EXTRACTED RECORDS.
########################################
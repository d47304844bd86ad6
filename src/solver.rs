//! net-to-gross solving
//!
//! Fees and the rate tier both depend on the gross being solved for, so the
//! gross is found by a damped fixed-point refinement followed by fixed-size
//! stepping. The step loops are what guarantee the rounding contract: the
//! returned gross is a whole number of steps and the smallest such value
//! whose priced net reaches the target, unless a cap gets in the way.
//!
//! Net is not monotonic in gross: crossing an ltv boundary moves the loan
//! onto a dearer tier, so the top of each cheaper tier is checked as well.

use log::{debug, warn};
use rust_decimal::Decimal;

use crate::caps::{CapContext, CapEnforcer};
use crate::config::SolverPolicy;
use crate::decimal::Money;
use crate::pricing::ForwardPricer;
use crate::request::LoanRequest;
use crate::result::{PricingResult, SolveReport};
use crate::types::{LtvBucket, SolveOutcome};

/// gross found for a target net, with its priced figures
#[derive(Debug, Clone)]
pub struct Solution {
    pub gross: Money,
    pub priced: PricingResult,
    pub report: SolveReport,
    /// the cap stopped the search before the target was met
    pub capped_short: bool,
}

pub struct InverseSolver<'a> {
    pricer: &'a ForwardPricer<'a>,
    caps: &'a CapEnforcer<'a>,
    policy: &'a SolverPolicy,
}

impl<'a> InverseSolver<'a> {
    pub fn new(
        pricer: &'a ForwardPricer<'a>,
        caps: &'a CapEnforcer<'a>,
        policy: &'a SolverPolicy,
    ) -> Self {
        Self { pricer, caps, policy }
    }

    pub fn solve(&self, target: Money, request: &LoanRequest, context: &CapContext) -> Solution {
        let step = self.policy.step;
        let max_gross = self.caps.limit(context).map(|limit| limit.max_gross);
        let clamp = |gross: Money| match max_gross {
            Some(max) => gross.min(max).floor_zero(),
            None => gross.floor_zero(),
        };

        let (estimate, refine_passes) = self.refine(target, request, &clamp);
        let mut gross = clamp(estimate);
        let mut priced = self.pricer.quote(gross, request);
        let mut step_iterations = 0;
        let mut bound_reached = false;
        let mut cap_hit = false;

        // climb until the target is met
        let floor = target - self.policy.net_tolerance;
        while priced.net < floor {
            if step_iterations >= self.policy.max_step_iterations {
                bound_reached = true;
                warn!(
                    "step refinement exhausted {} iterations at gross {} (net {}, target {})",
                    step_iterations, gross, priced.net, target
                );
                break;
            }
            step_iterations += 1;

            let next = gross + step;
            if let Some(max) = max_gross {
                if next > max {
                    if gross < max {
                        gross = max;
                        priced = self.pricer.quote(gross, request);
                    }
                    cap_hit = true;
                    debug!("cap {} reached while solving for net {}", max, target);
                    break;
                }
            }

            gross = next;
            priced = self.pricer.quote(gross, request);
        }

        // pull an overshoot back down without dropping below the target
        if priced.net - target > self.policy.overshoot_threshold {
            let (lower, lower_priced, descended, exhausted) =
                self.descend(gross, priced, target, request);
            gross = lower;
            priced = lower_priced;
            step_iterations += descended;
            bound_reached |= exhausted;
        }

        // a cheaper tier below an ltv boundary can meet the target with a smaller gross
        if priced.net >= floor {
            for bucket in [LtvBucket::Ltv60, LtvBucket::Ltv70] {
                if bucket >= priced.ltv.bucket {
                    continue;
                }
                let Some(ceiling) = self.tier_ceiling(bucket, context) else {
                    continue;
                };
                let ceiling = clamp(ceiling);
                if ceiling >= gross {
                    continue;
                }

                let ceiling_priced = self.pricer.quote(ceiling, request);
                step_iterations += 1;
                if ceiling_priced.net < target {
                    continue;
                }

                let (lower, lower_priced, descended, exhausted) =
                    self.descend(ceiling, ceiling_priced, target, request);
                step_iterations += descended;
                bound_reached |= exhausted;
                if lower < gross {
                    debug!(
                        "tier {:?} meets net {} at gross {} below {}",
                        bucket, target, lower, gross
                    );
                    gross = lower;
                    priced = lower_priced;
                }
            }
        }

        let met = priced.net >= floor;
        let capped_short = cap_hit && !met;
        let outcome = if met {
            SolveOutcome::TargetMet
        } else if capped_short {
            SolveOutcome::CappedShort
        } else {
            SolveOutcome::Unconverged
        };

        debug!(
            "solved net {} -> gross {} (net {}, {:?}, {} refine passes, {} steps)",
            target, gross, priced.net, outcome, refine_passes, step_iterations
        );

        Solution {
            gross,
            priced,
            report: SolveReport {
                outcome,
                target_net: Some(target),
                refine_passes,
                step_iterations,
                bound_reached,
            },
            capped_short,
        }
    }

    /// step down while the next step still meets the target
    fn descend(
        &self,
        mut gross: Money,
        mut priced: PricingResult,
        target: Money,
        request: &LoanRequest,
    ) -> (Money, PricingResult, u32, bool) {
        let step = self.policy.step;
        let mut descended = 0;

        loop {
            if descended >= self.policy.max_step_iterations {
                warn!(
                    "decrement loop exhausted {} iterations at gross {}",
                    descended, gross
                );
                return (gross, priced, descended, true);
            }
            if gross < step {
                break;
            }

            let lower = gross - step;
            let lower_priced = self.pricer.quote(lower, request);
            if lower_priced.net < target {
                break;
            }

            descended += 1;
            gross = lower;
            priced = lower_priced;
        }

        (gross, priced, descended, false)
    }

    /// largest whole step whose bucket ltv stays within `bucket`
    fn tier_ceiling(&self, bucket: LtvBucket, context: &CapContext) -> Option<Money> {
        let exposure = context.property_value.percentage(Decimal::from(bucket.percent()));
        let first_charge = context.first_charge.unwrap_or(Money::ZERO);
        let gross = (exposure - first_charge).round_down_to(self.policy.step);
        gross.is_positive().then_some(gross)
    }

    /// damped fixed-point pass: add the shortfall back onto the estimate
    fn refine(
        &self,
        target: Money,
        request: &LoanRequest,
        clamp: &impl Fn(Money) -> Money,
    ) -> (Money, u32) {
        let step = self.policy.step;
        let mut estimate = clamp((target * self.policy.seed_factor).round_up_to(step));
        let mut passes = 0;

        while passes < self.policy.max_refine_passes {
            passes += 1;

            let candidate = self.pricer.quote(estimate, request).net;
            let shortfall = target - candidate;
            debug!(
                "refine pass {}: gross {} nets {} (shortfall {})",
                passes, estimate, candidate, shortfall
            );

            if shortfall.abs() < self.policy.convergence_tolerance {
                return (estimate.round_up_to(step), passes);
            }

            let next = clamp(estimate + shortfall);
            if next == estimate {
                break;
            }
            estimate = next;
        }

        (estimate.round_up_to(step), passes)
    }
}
########################################
WORK ITEM. Reproduce exactly, and only, the lines from the start of the entries through the one that contains "moves the loan".

YOUR RESPONSE.
repository d47304844bd86ad6
filename src/solver.rs
//! net-to-gross solving
//!
//! Fees and the rate tier both depend on the gross being solved for, so the
//! gross is found by a damped fixed-point refinement followed by fixed-size
//! stepping. The step loops are what guarantee the rounding contract: the
//! returned gross is a whole number of steps and the smallest such value
//! whose priced net reaches the target, unless a cap gets in the way.
//!
//! Net is not monotonic in gross: crossing an ltv boundary moves the loan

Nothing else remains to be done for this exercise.